Since the start of the conflict in Afghanistan, American news organizations have routinely patted themselves on the back and lavished each other with awards for the brave, comprehensive war coverage provided by scruffy, unbathed embedded reporters.
So why are American editors and journalists so breathless about these leaks? Presumably the information contained in the document dump should have been old news to such seasoned hands.
One word: Vietnam.
Many of the editors and managers of American news organizations came of age during the Vietnam War. Many did not serve. They may have marched against the war. But they were too young to get involved in the pivotal journalistic event that changed the direction of the war and led to one of the great First Amendment showdowns in American history: The release of the Pentagon Papers.
Oh, to be employed by the New York Times or the Washington Post back then. Intrigue. Lawsuits. Indictments. The Supreme Court ruling. Richard Nixon on the ropes. Source Daniel Ellsberg’s psychiatrist’s office broken into by Nixon’s thugs. A time when journalism was bold, when men were men (metaphorically speaking), when publishers backed tough decisions and journalists had the power to change history. A time when reporters and their editors gave The Man the middle finger. A time when journalists didn’t consider themselves to be members of the PR wing of the Pentagon.
Contrary to folklore and wishful thinking there has never been a Golden Age of Journalism. But every day new opportunities arise for working journalists to demonstrate the fighting spirit of their predecessors. So what do they do when confronted with a tough story, or handed a scoop on a silver platter?

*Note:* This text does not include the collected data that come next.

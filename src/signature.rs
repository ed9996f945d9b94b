//! Signed URL generation for the V2 (legacy) and V4 (scoped) protocols.
//!
//! Both protocols sign with RSA-SHA256 and differ only in what they sign and how the result is
//! attached to the URL:
//!
//! * V2 signs a five-line string (`METHOD`, `Content-MD5`, `Content-Type`, expiry, path) and
//!   attaches a Base64 signature as `Signature`.
//! * V4 signs a hash of a canonical request that covers the query string and selected headers,
//!   scoped to a date, and appends a hex signature as the final `X-Goog-Signature` parameter.

use {
    crate::{
        canonical::{
            canonicalize_object_path, canonicalize_query_to_string, encode_query_element, encode_query_parameters,
            normalize_headers, signed_headers, v2_string_to_sign, CanonicalRequest,
        },
        chronoutil::{goog4_expires_seconds, resolve_expiry, FormatGoog4},
        constants::*,
        CredentialContext, SigningError,
    },
    base64::{engine::general_purpose::STANDARD as BASE64_STANDARD, Engine},
    chrono::{DateTime, Duration, Utc},
    derive_builder::Builder,
    http::Method,
    log::{debug, trace},
    std::{
        collections::BTreeMap,
        fmt::{Display, Formatter, Result as FmtResult},
        str::FromStr,
    },
};

/// Signing protocol version.
#[derive(Clone, Copy, Debug, Default, Eq, Hash, PartialEq)]
pub enum SigningVersion {
    /// The legacy protocol: Base64 signature over a five-line string, `Expires` as Unix seconds.
    #[default]
    V2,

    /// The scoped protocol: hex signature over a canonical request, lifetime capped at 7 days.
    V4,
}

impl Display for SigningVersion {
    fn fmt(&self, f: &mut Formatter<'_>) -> FmtResult {
        match self {
            Self::V2 => f.write_str("v2"),
            Self::V4 => f.write_str("v4"),
        }
    }
}

impl FromStr for SigningVersion {
    type Err = SigningError;

    /// Parse `v2` or `v4`. Any other token fails with [`SigningError::InvalidArgument`] naming it.
    fn from_str(s: &str) -> Result<Self, SigningError> {
        match s {
            "v2" => Ok(Self::V2),
            "v4" => Ok(Self::V4),
            _ => Err(SigningError::InvalidArgument(format!("Unsupported signing version: '{}'", s))),
        }
    }
}

/// Per-call options for [`sign_url`].
///
/// Every field has a default, so `SignedUrlOptions::default()` signs a five-minute V2 `GET` URL
/// against `storage.googleapis.com`.
#[derive(Builder, Clone, Debug, Eq, PartialEq)]
#[builder(derive(Debug))]
pub struct SignedUrlOptions {
    /// Protocol version. Defaults to [`SigningVersion::V2`].
    #[builder(default)]
    pub version: SigningVersion,

    /// HTTP method the URL is valid for. Not validated; it only participates in the canonical
    /// string. Defaults to `GET`.
    #[builder(setter(into), default = "Method::GET.to_string()")]
    pub method: String,

    /// Absolute expiry. Takes precedence over `valid_for` when set.
    #[builder(setter(into, strip_option), default)]
    pub expires_at: Option<DateTime<Utc>>,

    /// Lifetime relative to the signing instant. Defaults to 300 seconds.
    #[builder(default = "Duration::seconds(DEFAULT_VALID_FOR_SECONDS)")]
    pub valid_for: Duration,

    /// Host the URL points at. Defaults to `storage.googleapis.com`.
    #[builder(setter(into), default = "DEFAULT_HOST.to_string()")]
    pub host: String,

    /// `Content-MD5` line of the V2 string to sign. Ignored by V4.
    #[builder(setter(into, strip_option), default)]
    pub content_md5: Option<String>,

    /// `Content-Type` line of the V2 string to sign. Ignored by V4; bind it with `headers` instead.
    #[builder(setter(into, strip_option), default)]
    pub content_type: Option<String>,

    /// Value for the `response-content-disposition` query parameter.
    #[builder(setter(into, strip_option), default)]
    pub response_content_disposition: Option<String>,

    /// Value for the `response-content-type` query parameter.
    #[builder(setter(into, strip_option), default)]
    pub response_content_type: Option<String>,

    /// Additional query parameters. Protocol parameters win on a key collision.
    #[builder(default)]
    pub extra_params: BTreeMap<String, String>,

    /// Headers bound into a V4 signature, in addition to `host`. Ignored by V2.
    #[builder(default)]
    pub headers: BTreeMap<String, String>,
}

impl SignedUrlOptions {
    /// Create a builder for `SignedUrlOptions`.
    #[inline(always)]
    pub fn builder() -> SignedUrlOptionsBuilder {
        SignedUrlOptionsBuilder::default()
    }
}

impl Default for SignedUrlOptions {
    fn default() -> Self {
        Self {
            version: SigningVersion::default(),
            method: Method::GET.to_string(),
            expires_at: None,
            valid_for: Duration::seconds(DEFAULT_VALID_FOR_SECONDS),
            host: DEFAULT_HOST.to_string(),
            content_md5: None,
            content_type: None,
            response_content_disposition: None,
            response_content_type: None,
            extra_params: BTreeMap::new(),
            headers: BTreeMap::new(),
        }
    }
}

/// Sign a URL for `object_key` in `bucket`, valid from now.
///
/// The clock is read exactly once; see [`sign_url_at`] to supply it.
pub fn sign_url(
    credentials: &CredentialContext,
    bucket: &str,
    object_key: &str,
    options: &SignedUrlOptions,
) -> Result<String, SigningError> {
    sign_url_at(credentials, bucket, object_key, options, &Utc::now())
}

/// Sign a URL for `object_key` in `bucket` as of `now`.
///
/// For fixed credentials, arguments, and `now`, the result is byte-for-byte identical across
/// calls.
pub fn sign_url_at(
    credentials: &CredentialContext,
    bucket: &str,
    object_key: &str,
    options: &SignedUrlOptions,
    now: &DateTime<Utc>,
) -> Result<String, SigningError> {
    debug!("Signing {} URL for /{}/{} as {}", options.version, bucket, object_key, credentials.principal());

    match options.version {
        SigningVersion::V2 => sign_v2_at(credentials, bucket, object_key, options, now),
        SigningVersion::V4 => sign_v4_at(credentials, bucket, object_key, options, now),
    }
}

/// Sign a URL using the V2 protocol as of `now`. `options.version` and `options.headers` are
/// ignored.
pub fn sign_v2_at(
    credentials: &CredentialContext,
    bucket: &str,
    object_key: &str,
    options: &SignedUrlOptions,
    now: &DateTime<Utc>,
) -> Result<String, SigningError> {
    if !options.headers.is_empty() {
        trace!("Ignoring {} header(s) for V2 signature", options.headers.len());
    }

    let expires = resolve_expiry(now, options.expires_at.as_ref(), options.valid_for)
        .ok_or_else(|| {
            SigningError::InvalidArgument(format!(
                "Expiry out of range: {} seconds past {}",
                options.valid_for.num_seconds(),
                now.to_iso8601_compact()
            ))
        })?
        .timestamp();
    debug!("V2 expiry: {}", expires);

    let canonical_path = canonicalize_object_path(bucket, object_key);
    let string_to_sign = v2_string_to_sign(
        &options.method,
        options.content_md5.as_deref(),
        options.content_type.as_deref(),
        expires,
        &canonical_path,
    );
    let signature = BASE64_STANDARD.encode(credentials.sign(string_to_sign.as_bytes())?);

    let mut required = vec![
        (GOOGLE_ACCESS_ID, credentials.principal().to_string()),
        (EXPIRES, expires.to_string()),
        (SIGNATURE, signature),
    ];
    required.extend(response_overrides(options));

    let mut query: Vec<(String, String)> =
        required.iter().map(|(key, value)| (encode_query_element(key), encode_query_element(value))).collect();

    // Caller parameters follow; any that collide with a protocol parameter are dropped.
    for (key, value) in options.extra_params.iter() {
        if required.iter().any(|(required_key, _)| *required_key == key.as_str()) {
            debug!("Dropping caller query parameter {} that collides with a protocol parameter", key);
            continue;
        }
        query.push((encode_query_element(key), encode_query_element(value)));
    }

    let query = canonicalize_query_to_string(query.iter().map(|(key, value)| (key, value)));
    Ok(format!("{}://{}{}?{}", URL_SCHEME, options.host, canonical_path, query))
}

/// Sign a URL using the V4 protocol as of `now`. `options.version`, `options.content_md5`, and
/// `options.content_type` are ignored.
pub fn sign_v4_at(
    credentials: &CredentialContext,
    bucket: &str,
    object_key: &str,
    options: &SignedUrlOptions,
    now: &DateTime<Utc>,
) -> Result<String, SigningError> {
    let datestamp = now.to_datestamp();
    let timestamp = now.to_iso8601_compact();
    let scope = format!("{}/{}/{}/{}", datestamp, SCOPE_REGION, SCOPE_SERVICE, GOOG4_REQUEST);

    let headers = normalize_headers(&options.host, &options.headers);
    let signed_headers = signed_headers(&headers);

    let goog_expires = goog4_expires_seconds(now, options.expires_at.as_ref(), options.valid_for);
    debug!("V4 expiry: {} seconds from {}", goog_expires, timestamp);

    // Caller parameters go in first so protocol parameters overwrite them.
    let mut parameters = options.extra_params.clone();
    for (key, value) in response_overrides(options) {
        parameters.insert(key.to_string(), value);
    }
    parameters.insert(X_GOOG_ALGORITHM.to_string(), GOOG4_RSA_SHA256.to_string());
    parameters.insert(X_GOOG_CREDENTIAL.to_string(), format!("{}/{}", credentials.principal(), scope));
    parameters.insert(X_GOOG_DATE.to_string(), timestamp.clone());
    parameters.insert(X_GOOG_EXPIRES.to_string(), goog_expires.to_string());
    parameters.insert(X_GOOG_SIGNED_HEADERS.to_string(), signed_headers);

    let canonical_path = canonicalize_object_path(bucket, object_key);
    let canonical_query = canonicalize_query_to_string(encode_query_parameters(&parameters).iter());
    let canonical_request =
        CanonicalRequest::new(&options.method, canonical_path.clone(), canonical_query.clone(), headers);

    let string_to_sign = canonical_request.string_to_sign(&timestamp, &scope);
    let signature = hex::encode(credentials.sign(string_to_sign.as_bytes())?);

    Ok(format!(
        "{}://{}{}?{}&{}={}",
        URL_SCHEME, options.host, canonical_path, canonical_query, X_GOOG_SIGNATURE, signature
    ))
}

/// The optional `response-content-*` query parameters that are set.
fn response_overrides(options: &SignedUrlOptions) -> Vec<(&'static str, String)> {
    let mut result = Vec::with_capacity(2);

    if let Some(disposition) = &options.response_content_disposition {
        result.push((RESPONSE_CONTENT_DISPOSITION, disposition.clone()));
    }

    if let Some(content_type) = &options.response_content_type {
        result.push((RESPONSE_CONTENT_TYPE, content_type.clone()));
    }

    result
}

#[cfg(test)]
mod tests {
    use {
        crate::{SignedUrlOptions, SigningError, SigningVersion},
        chrono::Duration,
    };

    #[test_log::test]
    fn test_version_parsing() {
        assert_eq!("v2".parse::<SigningVersion>().unwrap(), SigningVersion::V2);
        assert_eq!("v4".parse::<SigningVersion>().unwrap(), SigningVersion::V4);
        assert_eq!(SigningVersion::default(), SigningVersion::V2);
        assert_eq!(SigningVersion::V4.to_string(), "v4");

        for bad in ["v3", "V4", "", "v2 "] {
            match bad.parse::<SigningVersion>() {
                Err(SigningError::InvalidArgument(msg)) => {
                    assert_eq!(msg, format!("Unsupported signing version: '{}'", bad))
                }
                other => panic!("Expected InvalidArgument; got {:?}", other),
            }
        }
    }

    #[test_log::test]
    fn test_builder_defaults_match_default() {
        let built = SignedUrlOptions::builder().build().unwrap();
        assert_eq!(built, SignedUrlOptions::default());
        assert_eq!(built.method, "GET");
        assert_eq!(built.host, "storage.googleapis.com");
        assert_eq!(built.valid_for, Duration::seconds(300));
        assert!(built.expires_at.is_none());
    }

    #[test_log::test]
    fn test_builder_setters() {
        let opts = SignedUrlOptions::builder()
            .version(SigningVersion::V4)
            .method("PUT")
            .valid_for(Duration::seconds(60))
            .host("example.com")
            .response_content_type("text/plain")
            .build()
            .unwrap();
        assert_eq!(opts.version, SigningVersion::V4);
        assert_eq!(opts.method, "PUT");
        assert_eq!(opts.valid_for, Duration::seconds(60));
        assert_eq!(opts.host, "example.com");
        assert_eq!(opts.response_content_type.as_deref(), Some("text/plain"));
        assert!(opts.response_content_disposition.is_none());
    }
}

Fold like tents, blame their lousy coverage on “budget cuts, “cave to the powers that be, blather about not wanting to “alienate their sources” and ask Dad for Permission to proceed. Here’s what the New York Times Executive Editor had to say about his paper’s responsibility to its readership with regards to the WikiLeaks information:
“…in our discussions prior to the publication of our articles, White House officials, while challenging some of the conclusions we drew from the material, thanked us for handling the documents with care, and asked us to urge WikiLeaks to withhold information that could cost lives. We did pass along that message.”
This from a man whose publication was one of three (Der Spiegel and the Guardian being the others) that was spoon fed the documents by WikiLeaks a month prior to publication, who now says his paper asked the source to cool his jets.
This from the man who described Paul Wolfowitz as “The Sunshine Warrior,” an establishment-coddling and spectacularly naiveIraq war supporter and the editor who was ultimately responsible for granting prime above the fold newspaper real estate to serial fabricator Judith Miller to publish the propaganda lovingly provided by neocons.
So while Bill Keller frets over his responsibilities as the editor of the Paper of Record and, perhaps, wonders how his reporters were scooped by an Australian computer hacker, maybe he and his fellow baby boomer colleagues should strip away the romance of the Pentagon Papers episode and instead focus on the hard work, sacrifice, suffering and bravery it took to publish the truth.